Regarding the inability to find the authors of copyrighted works, I feel that the only solution might be to go to a required registration system that would automatically place anything not registered with the copyright office into the public domain immediately upon publication. This system would hurt a lot of unwitting authors however as even simple mistakes in such a system would result in loss of rights. However, it would ensure that for any given work, literary or whatever, it would be either registered with the copyright office or in the public domain. Since it would be registered, there would be at least some reasonable expectation that the works could be found and licensed.
The crazy patents you refer to are not the second coming of the dot com era, they are the dot com era. Ecommerce patents are being examined extremely slowly. I recently had a clients patent issued over three and a half years after it was filed.
Software is patentable. You can patent a new language and you can patent new programming techniques. However, IP extends only to the expression of ideas and not to the underlying ideas themselves. Therefore, if you can express the idea in a manner that is sufficiently different from the patented invention, then you can use the idea too. In software, you might want to use the idea of setting up a series of 3D arrays for a particular data storage application, but you’d have to do it using arrays having more or fewer dimensions. Same idea/result, different expression.

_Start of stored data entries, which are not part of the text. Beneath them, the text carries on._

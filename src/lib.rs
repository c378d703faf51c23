//! Single-channel LoRa gateway firmware library.
//!
//! Drives one SX1276/SX1272 transceiver and forwards its traffic to a
//! LoRaWAN network server over the Semtech UDP packet forwarder protocol.
//! Everything except the SPI/GPIO backend in [`lora::esp`] is
//! platform-independent and tested on the host against the simulated
//! transceiver in [`lora::sim`].

pub mod config;
pub mod gateway;
pub mod lora;
pub mod protocol;

// Re-export commonly used items
pub use config::{ConfigError, GatewayConfig, GatewayIdentity};
pub use gateway::{Gateway, GatewayError, GatewayHandle, RadioState, StatsSnapshot};
pub use lora::{ChannelConfig, ChipVariant, FrequencyPlan, SimulatedRadio, SpreadingFactor};
pub use protocol::{GatewayEui, UdpTransport};
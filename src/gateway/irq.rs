//! Interrupt hand-off slot.
//!
//! The DIO interrupt handler must not touch the SPI bus. It records which
//! line fired and when, and the main loop picks the event up with
//! [`IrqSlot::take`] and does the register work under the bus lock.
//!
//! The slot is lock-free and `const`-constructible so it can live in a
//! `static` on targets where the handler has no captured state.

use std::sync::atomic::{AtomicU32, AtomicU8, Ordering};

/// Set in `pending` once the batch timestamp is stored.
const STAMPED: u8 = 0x80;

/// Transceiver DIO output lines.
#[derive(Debug, Clone, Copy, PartialEq, Eq)]
pub enum DioLine {
    /// RxDone, TxDone or CadDone depending on the mapping.
    Dio0,
    /// RxTimeout or CadDetected.
    Dio1,
    /// FHSS change channel (unused, wired on some boards).
    Dio2,
}

impl DioLine {
    fn mask(self) -> u8 {
        match self {
            Self::Dio0 => 0x01,
            Self::Dio1 => 0x02,
            Self::Dio2 => 0x04,
        }
    }
}

/// A batch of interrupt lines taken from the slot.
#[derive(Debug, Clone, Copy, PartialEq, Eq)]
pub struct IrqEvent {
    lines: u8,
    /// Low 32 bits of the radio clock (µs) when the first line fired.
    pub timestamp_us: u32,
}

impl IrqEvent {
    pub fn has(&self, line: DioLine) -> bool {
        self.lines & line.mask() != 0
    }
}

/// Single-producer (ISR) / single-consumer (main loop) event slot.
///
/// The handler and the loop may run on different cores. A batch only
/// becomes visible to [`IrqSlot::take`] after its timestamp is stored.
#[derive(Debug)]
pub struct IrqSlot {
    pending: AtomicU8,
    timestamp_us: AtomicU32,
    overruns: AtomicU32,
}

impl IrqSlot {
    pub const fn new() -> Self {
        Self {
            pending: AtomicU8::new(0),
            timestamp_us: AtomicU32::new(0),
            overruns: AtomicU32::new(0),
        }
    }

    /// Record an interrupt. Safe to call from interrupt context.
    pub fn signal(&self, line: DioLine, now_us: u32) {
        let mask = line.mask();
        let previous = self.pending.fetch_or(mask, Ordering::AcqRel);
        if previous == 0 {
            // First line of a batch
            self.timestamp_us.store(now_us, Ordering::Relaxed);
            self.pending.fetch_or(STAMPED, Ordering::Release);
        } else if previous & mask != 0 {
            self.overruns.fetch_add(1, Ordering::Relaxed);
        }
    }

    /// Take all pending lines, leaving the slot empty.
    ///
    /// A batch whose first handler is still storing the timestamp is left
    /// for the next call.
    pub fn take(&self) -> Option<IrqEvent> {
        if self.pending.load(Ordering::Acquire) & STAMPED == 0 {
            return None;
        }
        // No new batch can start until the swap below empties the slot.
        let timestamp_us = self.timestamp_us.load(Ordering::Relaxed);
        let lines = self.pending.swap(0, Ordering::AcqRel) & !STAMPED;
        Some(IrqEvent {
            lines,
            timestamp_us,
        })
    }

    pub fn is_pending(&self) -> bool {
        self.pending.load(Ordering::Acquire) & !STAMPED != 0
    }

    /// Number of times a line fired again before the main loop took it.
    pub fn overruns(&self) -> u32 {
        self.overruns.load(Ordering::Relaxed)
    }
}

impl Default for IrqSlot {
    fn default() -> Self {
        Self::new()
    }
}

Methods and the mechanisms that carry them out are also distinguishable in that the mechanism might be put to different uses than the method in question, and its often the case that the method could be implemented using different mechanisms or no mechanisms at all. Take the example of cutting up a steak. You could use a knife or a sharp rock (mechanisms) to implement the method of reducing a steak to bite size pieces that involves the step of severing the steak a given number of times. You could also use the method without using a sharp implement. You could beat the steak with a bowling ball until it came apart.